Wednesday, January 10, 2018

Hiring a wedding photographer

Last year I had to hire a wedding photographer.  You know, to photograph my wedding.  (It has been a long time since I've written here.)  But anyway, I can say now that the contracts that wedding photographers want you to sign all pretty uniformly suck, and you should definitely read them carefully before signing and before agreeing to anything.  Here are the non-obvious things that I suggest that you look out for when reading the contract:
  • What happens if they don't deliver?  Wedding photographer contracts are designed to protect the photographer, not you.  Some of them actually say that they're not responsible in any way if they deliver no photos to you at all!  Make sure that you get it in writing that you are owed at the very least a refund of everything you have paid them if they fail to deliver a certain number of photos of the event, by a certain date.

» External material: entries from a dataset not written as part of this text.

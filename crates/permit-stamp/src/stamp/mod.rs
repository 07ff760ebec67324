//! Stamp definitions and the form used to configure a stamping run.

pub mod definition;
pub mod editor;

pub use definition::{PageSelector, StampDefinition, StampLayout, StampPosition, StampRegistry};
pub use editor::{
    parse_leading_int, transparency_options, StampConfiguration, StampEditor, StampForm,
    TransparencyOption, EMPTY_SECTION_GLYPH,
};
//! Event streaming: the in-process hub the stamping session publishes to and
//! the job progress broadcaster.

pub mod hub;
pub mod job_progress;

pub use hub::{
    EventBus, EventFilter, Hub, HubEvent, Listener, SubscriptionId, SHOW_DIALOG_EVENT,
    STAMPING_STATUS_EVENT,
};
pub use job_progress::{JobProgressBroadcaster, JobProgressTracker, ProgressKind, StampProgressEvent};
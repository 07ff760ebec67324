//! Partitions eligible attachments into pre-/post-verdict buckets and groups
//! each bucket by originating operation.

pub mod operation;

use std::collections::HashSet;
use std::fmt;

use serde::Serialize;

use crate::config::StampingSettings;
use crate::model::{Attachment, AttachmentType};

pub use operation::{OperationGrouper, OperationGrouping};

#[derive(Debug, Clone, PartialEq, Eq, Hash, Serialize)]
#[serde(rename_all = "camelCase", tag = "kind", content = "id")]
pub enum GroupKey {
    Ungrouped,
    Operation(String),
}

impl GroupKey {
    pub const UNGROUPED_NAME: &'static str = "ungrouped";
}

impl fmt::Display for GroupKey {
    fn fmt(&self, f: &mut fmt::Formatter<'_>) -> fmt::Result {
        match self {
            GroupKey::Ungrouped => f.write_str(Self::UNGROUPED_NAME),
            GroupKey::Operation(id) => write!(f, "operation:{}", id),
        }
    }
}

#[derive(Debug, Clone, PartialEq, Serialize)]
#[serde(rename_all = "camelCase")]
pub struct Group {
    pub key: GroupKey,
    /// `groupName` in the UI.
    pub name: String,
    /// `groupDesc` in the UI.
    pub description: Option<String>,
    pub attachments: Vec<Attachment>,
}

impl Group {
    /// Derived on every call; true iff every member is selected.
    pub fn group_selected(&self) -> bool {
        self.attachments.iter().all(|a| a.selected)
    }
}

pub type GroupSet = Vec<Group>;

#[derive(Debug, Clone, Copy, PartialEq, Eq, Hash, Serialize)]
#[serde(rename_all = "lowercase")]
pub enum Partition {
    Pre,
    Post,
}

#[derive(Debug, Clone, Default, PartialEq, Serialize)]
pub struct GroupedAttachments {
    pub pre: GroupSet,
    pub post: GroupSet,
}

impl GroupedAttachments {
    pub fn partition(&self, partition: Partition) -> &GroupSet {
        match partition {
            Partition::Pre => &self.pre,
            Partition::Post => &self.post,
        }
    }

    /// Every attachment, pre-verdict groups first.
    pub fn attachments(&self) -> impl Iterator<Item = &Attachment> {
        self.pre
            .iter()
            .chain(self.post.iter())
            .flat_map(|g| g.attachments.iter())
    }

    pub fn attachments_mut(&mut self) -> impl Iterator<Item = &mut Attachment> {
        self.pre
            .iter_mut()
            .chain(self.post.iter_mut())
            .flat_map(|g| g.attachments.iter_mut())
    }

    pub fn len(&self) -> usize {
        self.attachments().count()
    }

    pub fn is_empty(&self) -> bool {
        self.len() == 0
    }
}

pub struct GroupingPipeline {
    post_verdict_states: HashSet<String>,
    grouping: Box<dyn OperationGrouping>,
}

impl GroupingPipeline {
    pub fn new<I, S>(post_verdict_states: I, grouping: Box<dyn OperationGrouping>) -> Self
    where
        I: IntoIterator<Item = S>,
        S: Into<String>,
    {
        Self {
            post_verdict_states: post_verdict_states.into_iter().map(Into::into).collect(),
            grouping,
        }
    }

    pub fn from_settings(settings: &StampingSettings) -> Self {
        Self::new(
            settings.post_verdict_states.iter().cloned(),
            Box::new(OperationGrouper),
        )
    }

    pub fn partition_of(&self, attachment: &Attachment) -> Partition {
        match &attachment.application_state {
            Some(state) if self.post_verdict_states.contains(state) => Partition::Post,
            _ => Partition::Pre,
        }
    }

    /// Splits by verdict state, then groups each side by operation.
    /// Ungrouped attachments are always kept.
    pub fn group(
        &self,
        eligible: Vec<Attachment>,
        allowed_types: &[AttachmentType],
    ) -> GroupedAttachments {
        let (post, pre): (Vec<Attachment>, Vec<Attachment>) = eligible
            .into_iter()
            .partition(|a| self.partition_of(a) == Partition::Post);

        GroupedAttachments {
            pre: self.grouping.group_by_operation(pre, true, allowed_types),
            post: self.grouping.group_by_operation(post, true, allowed_types),
        }
    }
}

  • Watermarking:  Make sure you get it in the contract that the final images you receive aren't watermarked in any way.  Otherwise you might get an embarrassing logo on every photo, and it's $500 more to get the photos without it.

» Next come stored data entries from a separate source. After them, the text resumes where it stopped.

use std::path::PathBuf;
use thiserror::Error;

use crate::job::state::TransitionError;

#[derive(Error, Debug)]
pub enum StampError {
    #[error("Configuration error: {0}")]
    Config(#[from] ConfigError),

    #[error("Validation error: {0}")]
    Validation(#[from] ValidationError),

    #[error("Submission error: {0}")]
    Submission(#[from] SubmissionError),

    #[error("Polling error: {0}")]
    Poll(#[from] PollError),

    #[error("Workflow error: {0}")]
    Workflow(#[from] TransitionError),

    #[error("Not authorized to perform '{0}'")]
    Unauthorized(String),
}

#[derive(Error, Debug)]
pub enum ConfigError {
    #[error("Failed to read settings file '{path}': {source}")]
    ReadFile {
        path: PathBuf,
        #[source]
        source: std::io::Error,
    },

    #[error("Failed to parse settings JSON: {0}")]
    ParseJson(#[from] serde_json::Error),

    #[error("Settings validation failed: {message}")]
    Validation { message: String },

    #[error("Schema validation failed: {errors}")]
    SchemaValidation { errors: String },

    #[error("Invalid MIME type '{0}' in stampable list")]
    InvalidMime(String),

    #[error("Stamp definition '{id}' is invalid: {reason}")]
    InvalidStamp { id: String, reason: String },
}

/// Rejections raised before anything is sent to the server.
#[derive(Error, Debug, Clone, PartialEq, Eq)]
pub enum ValidationError {
    #[error("No attachments selected for stamping")]
    EmptySelection,

    #[error("Required stamp field '{0}' is missing")]
    MissingField(&'static str),

    #[error("{field} must be a whole number, got '{value}'")]
    NotAnInteger { field: &'static str, value: String },

    #[error("{field} must not be negative, got {value}")]
    NegativeMargin { field: &'static str, value: i64 },

    #[error("Transparency must be within 0..=255, got {0}")]
    TransparencyOutOfRange(i64),

    #[error("Unknown stamp definition '{0}'")]
    UnknownStamp(String),
}

#[derive(Error, Debug)]
pub enum SubmissionError {
    #[error("Invalid stamp request: {0}")]
    Invalid(#[from] ValidationError),

    #[error("Stamp request failed: {0}")]
    Transport(#[from] TransportError),

    #[error("Server rejected stamp request: {0}")]
    Rejected(String),
}

#[derive(Error, Debug)]
pub enum PollError {
    #[error("Job status query failed: {0}")]
    Transport(#[from] TransportError),

    #[error("Server rejected job status query: {0}")]
    Rejected(String),

    #[error("Polling gave up after {attempts} consecutive failures: {last}")]
    Exhausted { attempts: u32, last: String },

    #[error("No stamping job is in progress")]
    NoActiveJob,
}

/// Failures of the command/query transport itself.
#[derive(Error, Debug)]
pub enum TransportError {
    #[error("HTTP request failed: {0}")]
    Http(#[from] reqwest::Error),

    #[error("Unexpected HTTP status {status}: {body}")]
    Status { status: u16, body: String },

    #[error("Malformed response: {0}")]
    Decode(String),

    #[error("Connection unavailable: {0}")]
    Unavailable(String),
}

pub type Result<T> = std::result::Result<T, StampError>;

  • Model release:  Basically all photographers will require that you sign a model release allowing them to use your photos to promote their business.  But a surprising majority of them want you to sign a model release allowing them to use your photos for any commercial purposes whatsoever.  So read the fine print—if you agreed to it, that would include selling your wedding photos as stock photos for use by businesses in advertisements!  It sounds crazy, but it turns out that most of the contracts I saw included that right, whether or not they ever intended to utilize it, and we had to drop one photographer because they were unwilling to budge on it.
  • Electronic distribution and print rights:  Make sure that you get the rights to distribute the photos electronically and make prints.  Some contracts only allow for one or the other.

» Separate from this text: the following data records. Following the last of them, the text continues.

use std::path::Path;

use crate::config::schema::{PollStrategy, StampingSettings};
use crate::error::ConfigError;

const SCHEMA_JSON: &str = include_str!("../../schema/settings-v1.json");

pub fn load_settings<P: AsRef<Path>>(path: P) -> Result<StampingSettings, ConfigError> {
    let path = path.as_ref();
    let content = std::fs::read_to_string(path).map_err(|e| ConfigError::ReadFile {
        path: path.to_path_buf(),
        source: e,
    })?;

    load_settings_from_str(&content)
}

pub fn load_settings_from_str(content: &str) -> Result<StampingSettings, ConfigError> {
    let json_value: serde_json::Value = serde_json::from_str(content)?;

    validate_schema(&json_value)?;

    let settings: StampingSettings = serde_json::from_value(json_value)?;

    validate_settings(&settings)?;

    log::debug!(
        "Loaded stamping settings: {} stampable MIME types, {} post-verdict states",
        settings.stampable_mimes.len(),
        settings.post_verdict_states.len()
    );

    Ok(settings)
}

fn validate_schema(json_value: &serde_json::Value) -> Result<(), ConfigError> {
    let schema: serde_json::Value =
        serde_json::from_str(SCHEMA_JSON).map_err(|e| ConfigError::Validation {
            message: format!("Invalid embedded schema JSON: {}", e),
        })?;

    let validator = jsonschema::validator_for(&schema).map_err(|e| ConfigError::Validation {
        message: format!("Failed to compile JSON schema: {}", e),
    })?;

    let error_messages: Vec<String> = validator
        .iter_errors(json_value)
        .map(|e| e.to_string())
        .collect();
    if !error_messages.is_empty() {
        return Err(ConfigError::SchemaValidation {
            errors: error_messages.join("; "),
        });
    }

    Ok(())
}

fn validate_settings(settings: &StampingSettings) -> Result<(), ConfigError> {
    if settings.version != "1.0" {
        return Err(ConfigError::Validation {
            message: format!("Unsupported settings version: {}", settings.version),
        });
    }

    if settings.stampable_mimes.is_empty() {
        return Err(ConfigError::Validation {
            message: "stampableMimes must list at least one MIME type".to_string(),
        });
    }

    for mime in &settings.stampable_mimes {
        if !is_well_formed_mime(mime) {
            return Err(ConfigError::InvalidMime(mime.clone()));
        }
    }

    let polling = &settings.polling;
    if polling.strategy != PollStrategy::Immediate {
        if polling.interval_ms == 0 {
            return Err(ConfigError::Validation {
                message: "polling.intervalMs must be positive for fixed or exponential polling"
                    .to_string(),
            });
        }
        if polling.max_interval_ms < polling.interval_ms {
            return Err(ConfigError::Validation {
                message: format!(
                    "polling.maxIntervalMs ({}) is smaller than polling.intervalMs ({})",
                    polling.max_interval_ms, polling.interval_ms
                ),
            });
        }
    }

    Ok(())
}

/// `type/subtype`, both parts non-empty and free of whitespace.
fn is_well_formed_mime(mime: &str) -> bool {
    match mime.split_once('/') {
        Some((kind, subtype)) => {
            !kind.is_empty()
                && !subtype.is_empty()
                && !subtype.contains('/')
                && !mime.chars().any(char::is_whitespace)
        }
        None => false,
    }
}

  • Copyrights:  Very few professional photographers will offer to transfer copyright of the images to you—the copyright will still belong to them.  You'll just get the aforementioned print and distribution rights.  You generally won't receive the original RAW (digital negative) images, and you won't be allowed to make any modifications to the images before printing or uploading them (Instagram filters, for example), as doing so might cause harm to the photographer's reputation.  It's great if you can get the copyrights and/or RAW images, but don't expect them, at least not for extraordinary extra cost.